Naw - the KMeans was strictly as a "sample" attempt to blend the H2O &
Mahout coding.
Goal really is to get feedback from this group on how well that attempt
is working.
Is there a better API? What is it?
What can be improved?
How clumsy is the current marrage of H2OMatrix vs Matrix?
What's the mental cost of H2O's "tall skinny data" vs Mahout's
All-The-Worlds-A-(squarish)-Matrix model?

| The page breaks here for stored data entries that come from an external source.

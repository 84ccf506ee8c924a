//! Config command - show and change scanner defaults.

use std::path::PathBuf;
use std::time::Duration;

use anyhow::Result;
use nmapkit_core::ConfigStore;

pub async fn show(json: bool) -> Result<()> {
    let store = ConfigStore::new()?;
    let config = store.load().await?;

    if json {
        println!("{}", serde_json::to_string_pretty(&config)?);
        return Ok(());
    }

    println!("Config file:  {}", store.path().display());
    println!(
        "Binary:       {}",
        config
            .binary_path
            .as_ref()
            .map(|p| p.display().to_string())
            .unwrap_or_else(|| "(search PATH)".to_string())
    );
    println!("Grace period: {}ms", config.grace_period_ms);
    println!(
        "Timeout:      {}",
        config
            .timeout_secs
            .map(|s| format!("{}s", s))
            .unwrap_or_else(|| "none".to_string())
    );
    if !config.env.is_empty() {
        println!("Environment:");
        for (key, value) in &config.env {
            println!("  {}={}", key, value);
        }
    }
    Ok(())
}

pub async fn set_binary(path: Option<PathBuf>) -> Result<()> {
    let store = ConfigStore::new()?;
    match &path {
        Some(p) => println!("Using nmap at {}", p.display()),
        None => println!("Searching PATH for nmap"),
    }
    store.set_binary_path(path).await?;
    Ok(())
}

pub async fn set_grace(millis: u64) -> Result<()> {
    ConfigStore::new()?
        .set_grace_period(Duration::from_millis(millis))
        .await?;
    println!("Grace period set to {}ms", millis);
    Ok(())
}

pub async fn set_timeout(secs: Option<u64>) -> Result<()> {
    ConfigStore::new()?
        .set_timeout(secs.map(Duration::from_secs))
        .await?;
    match secs {
        Some(s) => println!("Timeout set to {}s", s),
        None => println!("Timeout cleared"),
    }
    Ok(())
}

Right now we're working on cleaning up the H2O internal DSL to make it
better support either Spark/Scala and/or Dmitriy's DSL - plus also our
commitment to running R. I'm hoping Mahout volunteers will peek at it
https://github.com/tdunning/h2o-matrix/blob/master/src/main/java/ai/h2o/algo/KMeans.java
and comment before we go further down this path.
If - ultimately - Mahout decides to drop the current Matrix API for
something more bulk/scale/parallel friendly - we're happy to go along
with that also.
Cliff
On 5/1/2014 9:01 AM, Pat Ferrel wrote:
Odd that the Kmeans implementation isn’t a way to demonstrate performance.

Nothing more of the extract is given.